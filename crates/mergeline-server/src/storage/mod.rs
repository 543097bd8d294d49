//! External collaborators: snapshot store, durable ordered log, pub/sub.
//!
//! The relay owns none of these; it depends on the interfaces below. The
//! traits are synchronous like the rest of the storage layer. The only async
//! surface is [`Subscription::recv`], which waits for the next pushed
//! operation.
//!
//! Implementations share state through `Arc`, so clones see the same data.
//!
//! # Panics
//!
//! In-memory implementations may panic if an internal mutex is poisoned
//! (a thread panicked while holding the lock).

mod chaotic;
mod error;
mod memory;
mod redb;
mod sequencer;

pub use chaotic::{ChaoticLog, ChaoticPubSub, ChaoticSnapshotStore};
pub use error::{LogError, StorageError, SubscriptionError, TransportError};
use mergeline_proto::{DocumentId, Operation, SequencedOperation, Snapshot};
pub use memory::{MemoryLog, MemoryPubSub, MemorySnapshotStore};
pub use sequencer::LogSequencer;
use tokio::sync::broadcast;

pub use self::redb::RedbStore;

/// Capacity of the log output and per-document pub/sub channels.
pub const CHANNEL_CAPACITY: usize = 1024;

/// Durable snapshot storage.
pub trait SnapshotStore: Clone + Send + Sync + 'static {
    /// Latest snapshot for a document.
    ///
    /// Returns [`StorageError::NotFound`] when the document has no snapshot;
    /// callers treat that as the empty document, not as a failure.
    fn get(&self, document_id: &DocumentId) -> Result<Snapshot, StorageError>;

    /// Store a snapshot, replacing any previous one.
    ///
    /// Written by compaction, which runs outside the relay.
    fn put(&self, document_id: &DocumentId, snapshot: &Snapshot) -> Result<(), StorageError>;
}

/// Durable ordered log with per-document sequence assignment.
///
/// # Invariants
///
/// - Sequence numbers per document start at 1 and are gap-free.
/// - Entries are FIFO per document; no ordering across documents.
/// - Every appended entry is emitted exactly once on the output stream (in
///   assignment order per document), although a slow consumer may lag.
pub trait DurableLog: Clone + Send + Sync + 'static {
    /// Hand an operation to the log for ordering.
    ///
    /// Returns once the log has accepted the entry. The assigned number is
    /// observed on the output stream, not here.
    fn append(&self, document_id: &DocumentId, operation: Operation) -> Result<(), LogError>;

    /// All entries with `sequence_number > since`, ascending.
    fn read_from(
        &self,
        document_id: &DocumentId,
        since: u64,
    ) -> Result<Vec<SequencedOperation>, LogError>;

    /// Highest assigned sequence number, 0 if the document has no entries.
    fn latest_sequence(&self, document_id: &DocumentId) -> Result<u64, LogError>;

    /// Stream of newly sequenced entries across all documents.
    fn subscribe_output(&self) -> Subscription;
}

/// Cross-process publish/subscribe for sequenced operations.
///
/// Delivery to current subscribers is at-least-once; subscribers dedupe by
/// sequence number.
pub trait PubSub: Clone + Send + Sync + 'static {
    /// Subscribe to a document's channel. Active when this returns.
    fn subscribe(&self, document_id: &DocumentId) -> Result<Subscription, TransportError>;

    /// Publish to a document's channel. Returns the number of subscribers
    /// the message reached (0 if nobody is listening).
    fn publish(
        &self,
        document_id: &DocumentId,
        operation: SequencedOperation,
    ) -> Result<usize, TransportError>;

    /// Documents whose channel currently has at least one subscriber.
    fn active_documents(&self) -> Result<Vec<DocumentId>, TransportError>;
}

/// Receiving end of a log output stream or a pub/sub channel.
///
/// Dropping the subscription releases it.
#[derive(Debug)]
pub struct Subscription {
    rx: broadcast::Receiver<SequencedOperation>,
}

impl Subscription {
    /// Wrap a broadcast receiver.
    pub fn new(rx: broadcast::Receiver<SequencedOperation>) -> Self {
        Self { rx }
    }

    /// Wait for the next operation.
    ///
    /// # Errors
    ///
    /// - [`SubscriptionError::Lagged`] if messages were dropped because this
    ///   receiver fell behind. The stream continues after the gap.
    /// - [`SubscriptionError::Closed`] once every sender is gone.
    pub async fn recv(&mut self) -> Result<SequencedOperation, SubscriptionError> {
        self.rx.recv().await.map_err(|e| match e {
            broadcast::error::RecvError::Lagged(n) => SubscriptionError::Lagged(n),
            broadcast::error::RecvError::Closed => SubscriptionError::Closed,
        })
    }

    /// Receive without waiting. `Ok(None)` when nothing is queued.
    pub fn try_recv(&mut self) -> Result<Option<SequencedOperation>, SubscriptionError> {
        match self.rx.try_recv() {
            Ok(op) => Ok(Some(op)),
            Err(broadcast::error::TryRecvError::Empty) => Ok(None),
            Err(broadcast::error::TryRecvError::Lagged(n)) => Err(SubscriptionError::Lagged(n)),
            Err(broadcast::error::TryRecvError::Closed) => Err(SubscriptionError::Closed),
        }
    }
}
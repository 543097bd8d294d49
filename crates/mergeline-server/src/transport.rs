//! Quinn-based QUIC transport.
//!
//! Clients open one bidirectional stream per request batch and receive
//! pushed operations on a unidirectional stream the server opens. ALPN is
//! set to [`ALPN_PROTOCOL`]. Without certificate paths a self-signed
//! certificate is generated, which is only suitable for local testing.

use std::{net::SocketAddr, sync::Arc};

use mergeline_proto::ALPN_PROTOCOL;
use quinn::{Endpoint, RecvStream, SendStream, ServerConfig};

use crate::error::ServerError;

/// QUIC endpoint accepting client connections.
pub struct QuinnTransport {
    endpoint: Endpoint,
}

impl QuinnTransport {
    /// Create and bind a new QUIC transport.
    ///
    /// If `cert_path` and `key_path` are provided, they will be used for TLS.
    /// Otherwise, a self-signed certificate will be generated.
    pub fn bind(
        address: &str,
        cert_path: Option<&str>,
        key_path: Option<&str>,
    ) -> Result<Self, ServerError> {
        let addr: SocketAddr = address.parse().map_err(config_error("bind address"))?;

        let server_config = match (cert_path, key_path) {
            (Some(cert), Some(key)) => load_tls_config(cert, key)?,
            _ => generate_self_signed_config()?,
        };

        let endpoint = Endpoint::server(server_config, addr).map_err(transport_error("bind"))?;

        tracing::info!(%addr, "QUIC transport bound");

        Ok(Self { endpoint })
    }

    /// Accept the next connection.
    pub async fn accept(&self) -> Result<QuinnConnection, ServerError> {
        let incoming = self
            .endpoint
            .accept()
            .await
            .ok_or_else(|| ServerError::Transport("endpoint closed".to_string()))?;

        let connection = incoming.await.map_err(transport_error("handshake"))?;

        Ok(QuinnConnection { connection })
    }

    /// Local address the transport is bound to.
    pub fn local_addr(&self) -> Result<SocketAddr, ServerError> {
        self.endpoint.local_addr().map_err(transport_error("local address"))
    }
}

/// A client connection. Clones share the underlying QUIC connection.
#[derive(Clone)]
pub struct QuinnConnection {
    connection: quinn::Connection,
}

impl QuinnConnection {
    /// Accept a client-opened bidirectional stream.
    pub async fn accept_bi(&self) -> Result<(SendStream, RecvStream), ServerError> {
        self.connection.accept_bi().await.map_err(transport_error("request stream"))
    }

    /// Open the server-to-client push stream.
    pub async fn open_uni(&self) -> Result<SendStream, ServerError> {
        self.connection.open_uni().await.map_err(transport_error("push stream"))
    }

    /// Remote peer address.
    pub fn remote_addr(&self) -> SocketAddr {
        self.connection.remote_address()
    }

    /// Close the connection with an error code and reason.
    pub fn close(&self, error_code: u32, reason: &[u8]) {
        self.connection.close(error_code.into(), reason);
    }
}

fn load_tls_config(cert_path: &str, key_path: &str) -> Result<ServerConfig, ServerError> {
    let cert_pem = std::fs::read(cert_path).map_err(config_error(cert_path))?;
    let key_pem = std::fs::read(key_path).map_err(config_error(key_path))?;

    let certs = rustls_pemfile::certs(&mut &cert_pem[..])
        .collect::<Result<Vec<_>, _>>()
        .map_err(config_error("certificate chain"))?;
    if certs.is_empty() {
        return Err(ServerError::Config(format!("{cert_path}: no certificates")));
    }

    let key = rustls_pemfile::private_key(&mut &key_pem[..])
        .map_err(config_error("private key"))?
        .ok_or_else(|| ServerError::Config(format!("{key_path}: no private key")))?;

    quic_config(certs, key)
}

fn generate_self_signed_config() -> Result<ServerConfig, ServerError> {
    let cert = rcgen::generate_simple_self_signed(vec!["localhost".to_string()])
        .map_err(config_error("self-signed certificate"))?;

    let key = rustls::pki_types::PrivatePkcs8KeyDer::from(cert.key_pair.serialize_der());

    tracing::warn!("using self-signed certificate, not for production use");

    quic_config(vec![cert.cert.der().clone()], key.into())
}

fn quic_config(
    certs: Vec<rustls::pki_types::CertificateDer<'static>>,
    key: rustls::pki_types::PrivateKeyDer<'static>,
) -> Result<ServerConfig, ServerError> {
    let mut tls_config = rustls::ServerConfig::builder()
        .with_no_client_auth()
        .with_single_cert(certs, key)
        .map_err(config_error("TLS"))?;

    tls_config.alpn_protocols = vec![ALPN_PROTOCOL.to_vec()];

    let crypto = quinn::crypto::rustls::QuicServerConfig::try_from(tls_config)
        .map_err(config_error("QUIC"))?;

    Ok(ServerConfig::with_crypto(Arc::new(crypto)))
}

fn config_error<E: std::fmt::Display>(what: &str) -> impl FnOnce(E) -> ServerError + '_ {
    move |e| ServerError::Config(format!("{what}: {e}"))
}

fn transport_error<E: std::fmt::Display>(what: &'static str) -> impl FnOnce(E) -> ServerError {
    move |e| ServerError::Transport(format!("{what}: {e}"))
}

#[cfg(test)]
mod tests {
    use super::*;

    #[tokio::test]
    async fn transport_binds_with_self_signed() {
        let transport = QuinnTransport::bind("127.0.0.1:0", None, None).unwrap();
        let addr = transport.local_addr().unwrap();
        assert_ne!(addr.port(), 0, "Should have assigned a port");
    }

    #[tokio::test]
    async fn transport_rejects_invalid_address() {
        let result = QuinnTransport::bind("invalid:address:format", None, None);
        assert!(matches!(result, Err(ServerError::Config(_))));
    }

    #[tokio::test]
    async fn transport_rejects_missing_cert_file() {
        let result = QuinnTransport::bind(
            "127.0.0.1:0",
            Some("/nonexistent/cert.pem"),
            Some("/nonexistent/key.pem"),
        );
        match result {
            Err(ServerError::Config(reason)) => assert!(reason.starts_with("/nonexistent/cert.pem")),
            other => panic!("expected config error, got {:?}", other.map(|_| ())),
        }
    }

    #[tokio::test]
    async fn transport_rejects_empty_cert_file() {
        let dir = tempfile::tempdir().unwrap();
        let cert = dir.path().join("cert.pem");
        let key = dir.path().join("key.pem");
        std::fs::write(&cert, b"").unwrap();
        std::fs::write(&key, b"").unwrap();

        let result = QuinnTransport::bind("127.0.0.1:0", cert.to_str(), key.to_str());
        assert!(matches!(
            result,
            Err(ServerError::Config(reason)) if reason.ends_with("no certificates")
        ));
    }
}
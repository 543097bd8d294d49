//! Production environment: system clock, OS entropy, tokio sleep.

use std::time::Duration;

use mergeline_core::Environment;

/// Production environment using system time and cryptographic RNG.
///
/// Session ids come from [`Environment::random_u64`], so they are drawn from
/// getrandom and not guessable by other clients.
///
/// # Panics
///
/// Panics if the OS RNG fails. A gateway that cannot draw session ids cannot
/// accept joins.
#[derive(Clone, Default)]
pub struct SystemEnv;

impl SystemEnv {
    /// Create a new system environment.
    #[must_use]
    pub fn new() -> Self {
        Self
    }
}

impl Environment for SystemEnv {
    type Instant = std::time::Instant;

    #[allow(clippy::disallowed_methods)]
    fn now(&self) -> Self::Instant {
        std::time::Instant::now()
    }

    fn sleep(&self, duration: Duration) -> impl std::future::Future<Output = ()> + Send {
        tokio::time::sleep(duration)
    }

    #[allow(clippy::expect_used)]
    fn random_bytes(&self, buffer: &mut [u8]) {
        getrandom::fill(buffer).expect("invariant: OS RNG failure is unrecoverable");
    }
}

#[cfg(test)]
mod tests {
    use super::*;

    #[test]
    #[allow(clippy::disallowed_methods)]
    fn system_env_time_advances() {
        let env = SystemEnv::new();

        let t1 = env.now();
        std::thread::sleep(Duration::from_millis(10));
        let t2 = env.now();

        assert!(t2 > t1, "Time should advance");
    }

    #[test]
    fn system_env_session_ids_differ() {
        let env = SystemEnv::new();
        assert_ne!(env.random_u64(), env.random_u64());
    }

    #[tokio::test]
    async fn system_env_sleep_works() {
        let env = SystemEnv::new();

        let start = env.now();
        env.sleep(Duration::from_millis(20)).await;

        assert!(env.now() - start >= Duration::from_millis(20));
    }
}
//! Server runtime errors.

use mergeline_proto::ProtocolError;
use thiserror::Error;

use crate::storage::StorageError;

/// Errors that can occur in the server runtime.
#[derive(Error, Debug)]
pub enum ServerError {
    /// Configuration error (invalid bind address, missing TLS certs, etc.).
    ///
    /// Fatal: prevents server startup. Fix configuration and restart.
    #[error("configuration error: {0}")]
    Config(String),

    /// Transport/network error (connection failure, I/O error, etc.).
    ///
    /// May be transient (network issues) or fatal (bind address in use).
    #[error("transport error: {0}")]
    Transport(String),

    /// A peer sent a frame that failed to decode.
    ///
    /// Fatal for that connection; the server keeps serving others.
    #[error("protocol error: {0}")]
    Protocol(#[from] ProtocolError),

    /// Opening the persistent store failed.
    #[error("storage error: {0}")]
    Storage(#[from] StorageError),
}

impl From<std::io::Error> for ServerError {
    fn from(err: std::io::Error) -> Self {
        Self::Transport(err.to_string())
    }
}
/// What unregistering a session left to do outside the lock.
enum Released {
    /// The room has other members; detach the session from it.
    Detach(RoomClient),
    /// The session was the room's last member; stop the room.
    Close(RoomHandle),
}

impl GatewayState {
    /// Unregister a session and drop its room membership.
    fn release(&mut self, session_id: SessionId) -> Option<Released> {
        let entry = self.registry.unregister_session(session_id)?;
        let document_id = entry.document_id;

        if self.registry.remove_member(&document_id, session_id) == Some(0) {
            tracing::debug!(document_id = %document_id, "room released");
            return self.registry.remove_room(&document_id).map(Released::Close);
        }
        self.registry.room(&document_id).map(|room| Released::Detach(room.client().clone()))
    }

    /// Forget every session its room has evicted, returning rooms left with
    /// no members.
    fn reap(&mut self) -> Vec<RoomHandle> {
        let mut closed = Vec::new();
        while let Ok(Evicted { document_id, session_id }) = self.evicted.try_recv() {
            let registered = self
                .registry
                .session(session_id)
                .is_some_and(|entry| entry.document_id == document_id);
            if !registered {
                continue;
            }

            tracing::info!(document_id = %document_id, session_id, "reaping evicted session");
            // The room already dropped the session, so no detach is needed.
            if let Some(Released::Close(room)) = self.release(session_id) {
                closed.push(room);
            }
        }
        closed
    }
}

impl<L: DurableLog, S: SnapshotStore, P: PubSub> Gateway<L, S, P> {
    /// Create a gateway with no sessions.
    pub fn new(config: GatewayConfig, log: L, snapshots: S, pubsub: P) -> Self {
        let bootstrapper = Bootstrapper::new(snapshots, log.clone());
        let ingress = OpIngress::new(log.clone(), config.max_payload_size);
        let (evictions, evicted) = mpsc::unbounded_channel();
        Self {
            config,
            log,
            pubsub,
            bootstrapper,
            ingress,
            state: Mutex::new(GatewayState { registry: RoomRegistry::new(), evicted }),
            evictions,
        }
    }

    /// # Panics
    ///
    /// Panics if the state mutex is poisoned.
    #[allow(clippy::expect_used)]
    fn state(&self) -> MutexGuard<'_, GatewayState> {
        self.state.lock().expect("Mutex poisoned")
    }

    /// Join `session_id` to a document.
    ///
    /// # Errors
    ///
    /// - [`GatewayError::SessionAlreadyJoined`] if the id is taken.
    /// - [`GatewayError::CapacityExceeded`] at `max_sessions`.
    /// - [`GatewayError::DocumentUnavailable`] if a collaborator fails.
    /// - [`GatewayError::OutOfOrderDelivery`] if the view has a gap.
    pub async fn join(
        &self,
        document_id: DocumentId,
        session_id: SessionId,
    ) -> Result<Joined, GatewayError> {
        self.reap_evicted().await;

        let room = self.admit(&document_id, session_id)?;

        match self.bootstrap_session(&document_id, session_id, &room).await {
            Ok(joined) => {
                self.state().registry.set_joined_at(session_id, joined.joined_at());
                tracing::info!(
                    document_id = %document_id,
                    session_id,
                    joined_at = joined.joined_at(),
                    deltas = joined.view.deltas.len(),
                    "session joined"
                );
                Ok(joined)
            },
            Err(e) => {
                tracing::warn!(document_id = %document_id, session_id, error = %e, "join failed");
                self.teardown(session_id).await;
                Err(e)
            },
        }
    }

    /// Register the session and make it a member of the document's room,
    /// creating the room if needed. Nothing is registered on error.
    fn admit(
        &self,
        document_id: &DocumentId,
        session_id: SessionId,
    ) -> Result<RoomClient, GatewayError> {
        let mut state = self.state();
        let registry = &mut state.registry;

        if registry.has_session(session_id) {
            return Err(GatewayError::SessionAlreadyJoined(session_id));
        }
        if registry.session_count() >= self.config.max_sessions {
            tracing::warn!(session_id, max = self.config.max_sessions, "session capacity reached");
            return Err(GatewayError::CapacityExceeded { max: self.config.max_sessions });
        }

        if !registry.has_room(document_id) {
            let handle = self.open_room(document_id)?;
            registry.insert_room(document_id.clone(), handle);
        }

        let room = registry.room(document_id).ok_or_else(|| room_closed(document_id))?.client().clone();
        registry.register_session(session_id, document_id.clone());
        registry.add_member(document_id, session_id);
        Ok(room)
    }

    async fn bootstrap_session(
        &self,
        document_id: &DocumentId,
        session_id: SessionId,
        room: &RoomClient,
    ) -> Result<Joined, GatewayError> {
        let (outbox, mut rx) = mpsc::channel(self.config.session_inbox_capacity.max(1));

        let attached_at =
            room.attach(session_id, outbox).await.map_err(|_| room_closed(document_id))?;

        let mut view = self.bootstrapper.bootstrap(document_id)?;

        // Everything the room delivered since attaching is queued in `rx`.
        // Fold the part the view doesn't cover into its deltas.
        let mut merged = 0;
        loop {
            match rx.try_recv() {
                Ok(operation) => {
                    let expected = view.last_sequence() + 1;
                    if operation.sequence_number < expected {
                        continue;
                    }
                    if operation.sequence_number > expected {
                        return Err(GatewayError::OutOfOrderDelivery {
                            document_id: document_id.clone(),
                            expected,
                            found: operation.sequence_number,
                        });
                    }
                    view.deltas.push(operation);
                    merged += 1;
                },
                Err(mpsc::error::TryRecvError::Empty) => break,
                Err(mpsc::error::TryRecvError::Disconnected) => {
                    return Err(room_closed(document_id));
                },
            }
        }

        tracing::debug!(
            document_id = %document_id,
            session_id,
            attached_at,
            merged,
            "bootstrap window merged"
        );

        let watermark = view.last_sequence();
        Ok(Joined { session_id, view, stream: SessionStream { session_id, rx, watermark } })
    }

    /// Spawn a room for the document.
    ///
    /// The subscription is taken before the log position is read.
    fn open_room(&self, document_id: &DocumentId) -> Result<RoomHandle, GatewayError> {
        let subscription = self.pubsub.subscribe(document_id).map_err(|e| {
            GatewayError::DocumentUnavailable {
                document_id: document_id.clone(),
                reason: e.to_string(),
            }
        })?;

        let latest = self.log.latest_sequence(document_id).map_err(|e| {
            GatewayError::DocumentUnavailable {
                document_id: document_id.clone(),
                reason: e.to_string(),
            }
        })?;

        tracing::debug!(document_id = %document_id, latest_sequence = latest, "room created");

        Ok(RoomHandle::spawn(
            document_id.clone(),
            self.log.clone(),
            subscription,
            latest,
            self.config.room_inbox_capacity,
            self.evictions.clone(),
        ))
    }

    /// Submit an operation through a joined session.
    ///
    /// Only the session lookup takes the registry lock; the append runs
    /// without it.
    ///
    /// # Errors
    ///
    /// - [`GatewayError::SessionNotFound`] for an unknown or evicted session.
    /// - [`GatewayError::DocumentMismatch`] if the session joined another
    ///   document.
    /// - [`GatewayError::InvalidOperation`] / [`GatewayError::LogUnavailable`]
    ///   from ingress.
    pub fn submit(
        &self,
        document_id: &DocumentId,
        session_id: SessionId,
        operation: Operation,
    ) -> Result<SubmissionAck, GatewayError> {
        let joined = {
            let mut state = self.state();
            // Rooms closed here stop once their handles drop.
            drop(state.reap());
            state.registry.session(session_id).map(|entry| entry.document_id.clone())
        };
        let joined = joined.ok_or(GatewayError::SessionNotFound(session_id))?;

        if joined != *document_id {
            return Err(GatewayError::DocumentMismatch {
                session_id,
                joined,
                requested: document_id.clone(),
            });
        }

        Ok(self.ingress.submit(document_id, operation)?)
    }

    /// Leave a session, tearing its room down if it was the last member.
    ///
    /// # Errors
    ///
    /// [`GatewayError::SessionNotFound`] if the session is unknown, already
    /// left, or was evicted.
    pub async fn leave(&self, session_id: SessionId) -> Result<(), GatewayError> {
        self.reap_evicted().await;
        if !self.teardown(session_id).await {
            return Err(GatewayError::SessionNotFound(session_id));
        }
        tracing::info!(session_id, "session left");
        Ok(())
    }

    /// Forget sessions their rooms evicted and stop rooms left empty.
    ///
    /// Joins and leaves do this first; call it directly to release an idle
    /// gateway's rooms. Returns the number of rooms stopped.
    pub async fn reap_evicted(&self) -> usize {
        let closed = self.state().reap();
        let count = closed.len();
        for room in closed {
            room.shutdown().await;
        }
        count
    }

    async fn teardown(&self, session_id: SessionId) -> bool {
        let released = self.state().release(session_id);
        match released {
            Some(Released::Detach(room)) => room.detach(session_id).await,
            Some(Released::Close(room)) => room.shutdown().await,
            None => return false,
        }
        true
    }

    /// Live rooms on this gateway.
    pub fn room_count(&self) -> usize {
        self.state().registry.room_count()
    }

    /// Joined sessions on this gateway, evicted ones excluded.
    pub fn session_count(&self) -> usize {
        let mut state = self.state();
        drop(state.reap());
        state.registry.session_count()
    }

    /// Bootstrap marker of a session.
    pub fn joined_at(&self, session_id: SessionId) -> Option<u64> {
        self.state().registry.session(session_id).and_then(|entry| entry.joined_at)
    }

    /// Gateway limits.
    pub fn config(&self) -> &GatewayConfig {
        &self.config
    }
}
//! Protocol errors.

use thiserror::Error;

/// Result alias for protocol operations.
pub type Result<T> = std::result::Result<T, ProtocolError>;

/// Errors raised while framing, parsing, or validating wire data.
#[derive(Error, Debug, Clone, PartialEq, Eq)]
pub enum ProtocolError {
    /// Buffer shorter than a frame header.
    #[error("frame too short: expected at least {expected} bytes, got {actual}")]
    FrameTooShort {
        /// Minimum length required
        expected: usize,
        /// Length supplied
        actual: usize,
    },

    /// Header magic does not match `MGLN`.
    #[error("invalid magic number")]
    InvalidMagic,

    /// Header version is not supported by this build.
    #[error("unsupported protocol version: {0}")]
    UnsupportedVersion(u8),

    /// Header names a frame kind we do not know.
    #[error("unknown frame kind: {0:#04x}")]
    UnknownKind(u8),

    /// Payload exceeds the protocol limit.
    #[error("payload too large: {size} bytes (max {max})")]
    PayloadTooLarge {
        /// Claimed or actual size
        size: usize,
        /// Maximum permitted
        max: usize,
    },

    /// Fewer payload bytes than the header claims.
    #[error("frame truncated: expected {expected} payload bytes, got {actual}")]
    FrameTruncated {
        /// Payload size from the header
        expected: usize,
        /// Bytes actually available
        actual: usize,
    },

    /// CBOR encoding failed.
    #[error("CBOR encode error: {0}")]
    CborEncode(String),

    /// CBOR decoding failed.
    #[error("CBOR decode error: {0}")]
    CborDecode(String),

    /// Document identifier failed validation.
    #[error("invalid document id: {0}")]
    InvalidDocumentId(String),
}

______________________________

▸ **TASK TO CARRY OUT**:
Check each line of the data above for the word "queued" and copy the ones where it is found.

▸ **EXERCISE RESULT**:
    /// Receive without waiting. `Ok(None)` when nothing is queued.
        // Everything the room delivered since attaching is queued in `rx`.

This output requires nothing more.